== To do ==
Look for the line that contains "often a bare"; output that line and every line after it exactly, through the final line of the material below, and nothing else.

== Data extract ==
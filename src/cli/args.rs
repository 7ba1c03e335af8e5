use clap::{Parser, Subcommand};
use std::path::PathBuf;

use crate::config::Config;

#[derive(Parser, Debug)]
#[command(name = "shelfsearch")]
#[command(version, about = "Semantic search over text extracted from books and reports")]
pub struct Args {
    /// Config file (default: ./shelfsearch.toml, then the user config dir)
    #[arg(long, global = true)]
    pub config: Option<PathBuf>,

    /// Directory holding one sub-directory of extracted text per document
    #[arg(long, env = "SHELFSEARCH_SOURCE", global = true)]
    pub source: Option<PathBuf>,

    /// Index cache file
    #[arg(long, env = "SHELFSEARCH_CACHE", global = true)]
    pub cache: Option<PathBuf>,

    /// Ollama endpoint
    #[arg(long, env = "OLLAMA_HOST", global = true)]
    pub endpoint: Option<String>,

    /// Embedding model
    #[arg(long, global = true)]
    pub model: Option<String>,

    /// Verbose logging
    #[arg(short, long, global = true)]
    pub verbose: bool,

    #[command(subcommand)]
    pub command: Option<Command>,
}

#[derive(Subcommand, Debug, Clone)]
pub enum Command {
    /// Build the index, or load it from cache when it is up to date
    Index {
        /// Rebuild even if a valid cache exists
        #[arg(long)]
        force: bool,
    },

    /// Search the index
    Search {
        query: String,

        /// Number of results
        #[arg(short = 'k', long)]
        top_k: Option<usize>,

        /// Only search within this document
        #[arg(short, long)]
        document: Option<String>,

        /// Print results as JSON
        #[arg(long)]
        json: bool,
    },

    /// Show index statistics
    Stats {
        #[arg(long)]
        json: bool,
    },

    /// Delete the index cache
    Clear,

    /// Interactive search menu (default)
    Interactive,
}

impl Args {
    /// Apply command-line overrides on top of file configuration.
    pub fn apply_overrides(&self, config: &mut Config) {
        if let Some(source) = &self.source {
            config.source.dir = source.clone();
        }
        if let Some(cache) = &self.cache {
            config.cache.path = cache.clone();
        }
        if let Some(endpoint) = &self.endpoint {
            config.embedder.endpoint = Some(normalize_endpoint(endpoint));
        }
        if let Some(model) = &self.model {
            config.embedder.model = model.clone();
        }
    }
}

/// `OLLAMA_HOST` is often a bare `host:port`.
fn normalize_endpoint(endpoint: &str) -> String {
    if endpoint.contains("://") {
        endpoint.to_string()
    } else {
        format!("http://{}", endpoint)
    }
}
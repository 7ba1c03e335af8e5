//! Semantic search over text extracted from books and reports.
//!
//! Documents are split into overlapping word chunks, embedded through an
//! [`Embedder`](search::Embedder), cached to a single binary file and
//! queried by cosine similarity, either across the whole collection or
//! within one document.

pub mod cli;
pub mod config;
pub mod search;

== Solution to the problem ==
/// `OLLAMA_HOST` is often a bare `host:port`.
fn normalize_endpoint(endpoint: &str) -> String {
    if endpoint.contains("://") {
        endpoint.to_string()
    } else {
        format!("http://{}", endpoint)
    }
}
repository 7ba1c03e335af8e5
//! Semantic search over text extracted from books and reports.
//!
//! Documents are split into overlapping word chunks, embedded through an
//! [`Embedder`](search::Embedder), cached to a single binary file and
//! queried by cosine similarity, either across the whole collection or
//! within one document.

pub mod cli;
pub mod config;
pub mod search;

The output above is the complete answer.